MATERIAL FOR THIS TASK:
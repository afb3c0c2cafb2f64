use thiserror::Error;

#[derive(Debug, Clone, PartialEq, Eq, Error)]
pub enum TickerError {
    #[error("Vui lòng nhập mã cổ phiếu.")]
    Empty,

    #[error("Mã cổ phiếu không hợp lệ. Vui lòng nhập mã 3-4 kí tự (VD: FPT).")]
    Invalid(String),
}

/// Trims surrounding whitespace and upper-cases the symbol
pub fn normalize_ticker(input: &str) -> String {
    input.trim().to_uppercase()
}

/// Vietnamese tickers are 3 or 4 ASCII letters/digits (FPT, VCB, E1VF...)
pub fn is_valid_vn_ticker(ticker: &str) -> bool {
    (3..=4).contains(&ticker.len()) && ticker.chars().all(|c| c.is_ascii_alphanumeric())
}

/// Normalizes user input and checks it is a well-formed ticker
pub fn validate_ticker(input: &str) -> Result<String, TickerError> {
    let ticker = normalize_ticker(input);
    if ticker.is_empty() {
        return Err(TickerError::Empty);
    }
    if !is_valid_vn_ticker(&ticker) {
        return Err(TickerError::Invalid(ticker));
    }
    Ok(ticker)
}
use crate::cache::TtlCache;
use crate::data_structures::AnalysisResult;
use crate::error::JobError;
use crate::poller::JobPoller;
use crate::ticker::normalize_ticker;
use std::sync::Arc;
use std::time::Duration;
use tokio::sync::Mutex;
use tracing::{info, instrument, warn};

pub type SharedAnalysisCache = Arc<Mutex<TtlCache<String, AnalysisResult>>>;

/// Read-through front for the job poller, keyed by normalized ticker
pub struct AnalysisService {
    poller: JobPoller,
    cache: SharedAnalysisCache,
}

impl AnalysisService {
    pub fn new(poller: JobPoller, cache_ttl: Duration) -> Self {
        Self {
            poller,
            cache: Arc::new(Mutex::new(TtlCache::new(cache_ttl))),
        }
    }

    pub fn cache(&self) -> SharedAnalysisCache {
        self.cache.clone()
    }

    #[instrument(skip(self))]
    pub async fn analyze(&self, symbol: &str) -> Result<AnalysisResult, JobError> {
        let key = normalize_ticker(symbol);

        {
            let mut cache = self.cache.lock().await;
            if let Some(cached) = cache.get(&key) {
                info!(symbol = %key, "Serving cached analysis");
                return Ok(cached);
            }
            cache.purge_expired();
        }

        // The lock is released while polling; identical concurrent misses each hit the crew.
        match self.poller.run(&key).await {
            Ok(result) => {
                self.cache.lock().await.insert(key, result.clone());
                Ok(result)
            }
            Err(error) => {
                warn!(symbol = %key, %error, "Analysis failed");
                Err(error)
            }
        }
    }
}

EXERCISE:
What lines of the data include the word "input"? Copy each of them.

SOLUTION TO THIS PROBLEM:
pub fn normalize_ticker(input: &str) -> String {
    input.trim().to_uppercase()
/// Normalizes user input and checks it is a well-formed ticker
pub fn validate_ticker(input: &str) -> Result<String, TickerError> {
    let ticker = normalize_ticker(input);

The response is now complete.